%%

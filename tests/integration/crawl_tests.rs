//! Integration tests for the crawler
//!
//! These tests use wiremock to serve a small synthetic catalog and a temporary
//! SQLite database as the store, then run the full pipeline end-to-end.

use catalog_harvest::catalog::UNKNOWN_CATEGORY;
use catalog_harvest::config::Config;
use catalog_harvest::crawler::{build_http_client, Coordinator, PageWorkerPool};
use catalog_harvest::state::PageTaskState;
use catalog_harvest::storage::{SqliteStore, StoreConnector};
use catalog_harvest::{CatalogError, NormalizedRecord};
use std::collections::HashMap;
use std::path::Path;
use wiremock::matchers::{method, path};
use wiremock::{Mock, MockServer, ResponseTemplate};

/// One item on a synthetic catalog page
struct Book<'a> {
    title: &'a str,
    slug: &'a str,
    rating: &'a str,
    price: &'a str,
    stock: &'a str,
}

fn catalog_page(books: &[Book<'_>], next: Option<&str>) -> String {
    let articles: String = books
        .iter()
        .map(|b| {
            format!(
                r#"<li class="col-xs-6"><article class="product_pod">
                    <div class="image_container"><a href="{slug}/index.html"><img src="thumb.jpg"></a></div>
                    <p class="star-rating {rating}"><i class="icon-star"></i></p>
                    <h3><a href="{slug}/index.html" title="{title}">{title}</a></h3>
                    <div class="product_price">
                        <p class="price_color">{price}</p>
                        <p class="instock availability"><i class="icon-ok"></i> {stock} </p>
                    </div>
                </article></li>"#,
                slug = b.slug,
                rating = b.rating,
                title = b.title,
                price = b.price,
                stock = b.stock,
            )
        })
        .collect();

    let pager = match next {
        Some(href) => format!(r#"<ul class="pager"><li class="next"><a href="{}">next</a></li></ul>"#, href),
        None => r#"<ul class="pager"><li class="current">Last page</li></ul>"#.to_string(),
    };

    format!(
        r#"<!DOCTYPE html><html><head><meta charset="utf-8"><title>All products</title></head>
        <body><section><ol class="row">{}</ol>{}</section></body></html>"#,
        articles, pager
    )
}

fn detail_page(category: &str, title: &str) -> String {
    format!(
        r#"<!DOCTYPE html><html><body><ul class="breadcrumb">
            <li><a href="../../index.html">Home</a></li>
            <li><a href="../category/books_1/index.html">Books</a></li>
            <li><a href="../category/books/x_2/index.html">{}</a></li>
            <li class="active">{}</li>
        </ul></body></html>"#,
        category, title
    )
}

async fn mount_html(server: &MockServer, route: &str, status: u16, body: String) {
    Mock::given(method("GET"))
        .and(path(route))
        .respond_with(
            ResponseTemplate::new(status)
                .set_body_string(body)
                .insert_header("content-type", "text/html; charset=utf-8"),
        )
        .mount(server)
        .await;
}

/// Mounts the two-page catalog: "Book A" resolves to Fiction, "Book B"'s
/// detail page is broken.
async fn mount_two_page_catalog(server: &MockServer, book_a_price: &str, book_a_stock: &str) {
    let book_a = Book {
        title: "Book A",
        slug: "book-a_1",
        rating: "Three",
        price: book_a_price,
        stock: book_a_stock,
    };

    mount_html(
        server,
        "/catalogue/page-1.html",
        200,
        catalog_page(&[book_a], Some("page-2.html")),
    )
    .await;
    mount_html(
        server,
        "/catalogue/page-2.html",
        200,
        catalog_page(
            &[Book {
                title: "Book B",
                slug: "book-b_2",
                rating: "Five",
                price: "£5,50",
                stock: "In stock",
            }],
            None,
        ),
    )
    .await;
    mount_html(
        server,
        "/catalogue/book-a_1/index.html",
        200,
        detail_page("Fiction", "Book A"),
    )
    .await;
    mount_html(
        server,
        "/catalogue/book-b_2/index.html",
        500,
        "<html><body>Internal error</body></html>".to_string(),
    )
    .await;
}

fn create_test_config(base_url: &str, db_path: &Path) -> Config {
    let vars: HashMap<&str, String> = HashMap::from([
        (
            "CATALOG_START_URL",
            format!("{}/catalogue/page-1.html", base_url),
        ),
        ("CATALOG_SQLITE_PATH", db_path.display().to_string()),
        ("CATALOG_WORKERS", "4".to_string()),
        ("CATALOG_USER_AGENT", "TestBot/1.0".to_string()),
        ("CATALOG_TIMEOUT_SECS", "5".to_string()),
    ]);
    Config::from_lookup(|key| vars.get(key).cloned()).expect("Failed to build test config")
}

fn load_sorted(db_path: &Path) -> Vec<NormalizedRecord> {
    let store = SqliteStore::open(db_path).expect("Failed to open DB");
    let mut records = store.load_records().expect("Failed to load records");
    records.sort_by(|a, b| {
        a.title
            .cmp(&b.title)
            .then(a.price.partial_cmp(&b.price).unwrap_or(std::cmp::Ordering::Equal))
    });
    records
}

#[tokio::test]
async fn test_two_page_catalog_end_to_end() {
    let mock_server = MockServer::start().await;
    mount_two_page_catalog(&mock_server, "£10.00", "In stock").await;

    let dir = tempfile::tempdir().expect("Failed to create temp dir");
    let db_path = dir.path().join("catalog.db");
    let config = create_test_config(&mock_server.uri(), &db_path);

    let coordinator = Coordinator::new(config).expect("Failed to create coordinator");
    let summary = coordinator.run().await.expect("Crawl failed");

    assert_eq!(summary.pages_discovered, 2);
    assert_eq!(summary.pages_done, 2);
    assert_eq!(summary.pages_failed, 0);
    assert_eq!(summary.items_extracted, 2);
    assert_eq!(summary.categories_unknown, 1);
    assert_eq!(summary.rows_inserted, 2);

    let records = load_sorted(&db_path);
    assert_eq!(records.len(), 2, "Expected two rows, got {:?}", records);

    let a = &records[0];
    assert_eq!(a.title, "Book A");
    assert_eq!(a.rating_label, "3 stars");
    assert_eq!(a.category, "Fiction");
    assert_eq!(a.price, 10.00);
    assert_eq!(a.stock_status, "In stock");

    let b = &records[1];
    assert_eq!(b.title, "Book B");
    assert_eq!(b.rating_label, "5 stars");
    assert_eq!(b.category, UNKNOWN_CATEGORY);
    assert_eq!(b.price, 5.50);
    assert_eq!(b.stock_status, "In stock");
}

#[tokio::test]
async fn test_second_run_is_idempotent() {
    let mock_server = MockServer::start().await;
    mount_two_page_catalog(&mock_server, "£10.00", "In stock").await;

    let dir = tempfile::tempdir().expect("Failed to create temp dir");
    let db_path = dir.path().join("catalog.db");

    let first = Coordinator::new(create_test_config(&mock_server.uri(), &db_path))
        .expect("Failed to create coordinator")
        .run()
        .await
        .expect("First crawl failed");
    let second = Coordinator::new(create_test_config(&mock_server.uri(), &db_path))
        .expect("Failed to create coordinator")
        .run()
        .await
        .expect("Second crawl failed");

    assert_eq!(first.rows_inserted, 2);
    assert_eq!(second.rows_inserted, 0);
    assert_eq!(second.pages_done, 2);
    assert_eq!(load_sorted(&db_path).len(), 2);
}

#[tokio::test]
async fn test_price_change_adds_row_and_keeps_original() {
    let mock_server = MockServer::start().await;
    mount_two_page_catalog(&mock_server, "£10.00", "In stock").await;

    let dir = tempfile::tempdir().expect("Failed to create temp dir");
    let db_path = dir.path().join("catalog.db");
    Coordinator::new(create_test_config(&mock_server.uri(), &db_path))
        .expect("Failed to create coordinator")
        .run()
        .await
        .expect("First crawl failed");

    // Same title at a new price, plus a stock change at the new price point
    mock_server.reset().await;
    mount_two_page_catalog(&mock_server, "£12.00", "Out of stock").await;
    Coordinator::new(create_test_config(&mock_server.uri(), &db_path))
        .expect("Failed to create coordinator")
        .run()
        .await
        .expect("Second crawl failed");

    let records = load_sorted(&db_path);
    assert_eq!(records.len(), 3);

    assert_eq!(records[0].title, "Book A");
    assert_eq!(records[0].price, 10.0);
    assert_eq!(records[0].stock_status, "In stock");

    assert_eq!(records[1].title, "Book A");
    assert_eq!(records[1].price, 12.0);
    assert_eq!(records[1].stock_status, "Out of stock");

    assert_eq!(records[2].title, "Book B");
}

#[tokio::test]
async fn test_failed_page_does_not_affect_siblings() {
    let mock_server = MockServer::start().await;
    mount_two_page_catalog(&mock_server, "£10.00", "In stock").await;
    mount_html(
        &mock_server,
        "/catalogue/page-3.html",
        404,
        "<html><body>Not found</body></html>".to_string(),
    )
    .await;

    let dir = tempfile::tempdir().expect("Failed to create temp dir");
    let db_path = dir.path().join("catalog.db");
    let config = create_test_config(&mock_server.uri(), &db_path);
    let connector = StoreConnector::from_config(&config.store);
    connector.bootstrap().await.expect("Failed to bootstrap store");

    let client = build_http_client(&config.crawler).expect("Failed to build client");
    let pool = PageWorkerPool::new(client, connector.clone(), 3);
    let base = mock_server.uri();
    let reports = pool
        .run_all(vec![
            format!("{}/catalogue/page-1.html", base),
            format!("{}/catalogue/page-3.html", base),
            format!("{}/catalogue/page-2.html", base),
        ])
        .await;

    assert_eq!(reports.len(), 3);
    assert_eq!(reports[0].state, PageTaskState::Done);
    assert_eq!(reports[1].state, PageTaskState::Failed);
    assert_eq!(reports[1].failed_in, Some(PageTaskState::Fetching));
    assert_eq!(reports[1].rows_inserted, 0);
    assert_eq!(reports[2].state, PageTaskState::Done);

    assert_eq!(connector.count_rows().await.expect("Failed to count rows"), 2);
}

#[tokio::test]
async fn test_discovery_failure_aborts_run() {
    let mock_server = MockServer::start().await;
    mount_html(
        &mock_server,
        "/catalogue/page-1.html",
        200,
        catalog_page(
            &[Book {
                title: "Book A",
                slug: "book-a_1",
                rating: "One",
                price: "£1.00",
                stock: "In stock",
            }],
            Some("page-2.html"),
        ),
    )
    .await;
    mount_html(
        &mock_server,
        "/catalogue/page-2.html",
        503,
        "unavailable".to_string(),
    )
    .await;

    let dir = tempfile::tempdir().expect("Failed to create temp dir");
    let db_path = dir.path().join("catalog.db");
    let result = Coordinator::new(create_test_config(&mock_server.uri(), &db_path))
        .expect("Failed to create coordinator")
        .run()
        .await;

    assert!(matches!(
        result,
        Err(CatalogError::HttpStatus { status: 503, .. })
    ));
    assert!(load_sorted(&db_path).is_empty());
}

#[tokio::test]
async fn test_malformed_item_is_skipped_rest_of_page_loads() {
    let mock_server = MockServer::start().await;
    let page = catalog_page(
        &[
            Book {
                title: "Good One",
                slug: "good-one_1",
                rating: "Four",
                price: "£4.00",
                stock: "In stock",
            },
            Book {
                title: "Good Two",
                slug: "good-two_2",
                rating: "Bogus",
                price: "£2.00",
                stock: "In stock",
            },
        ],
        None,
    )
    .replace(
        "</ol>",
        r#"<li><article class="product_pod"><h3>No link here</h3><p class="price_color">£9.99</p></article></li></ol>"#,
    );
    mount_html(&mock_server, "/catalogue/page-1.html", 200, page).await;

    let dir = tempfile::tempdir().expect("Failed to create temp dir");
    let db_path = dir.path().join("catalog.db");
    let summary = Coordinator::new(create_test_config(&mock_server.uri(), &db_path))
        .expect("Failed to create coordinator")
        .run()
        .await
        .expect("Crawl failed");

    assert_eq!(summary.items_extracted, 2);
    assert_eq!(summary.items_skipped, 1);
    assert_eq!(summary.pages_done, 1);

    let records = load_sorted(&db_path);
    assert_eq!(records.len(), 2);
    assert_eq!(records[0].rating_label, "4 stars");
    assert_eq!(records[1].rating_label, "no rating");
    assert!(records.iter().all(|r| r.category == UNKNOWN_CATEGORY));
}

%%

What you should do - Among the entries, how many lines hold the string "charset"? Answer with a bare number.

Reply - 2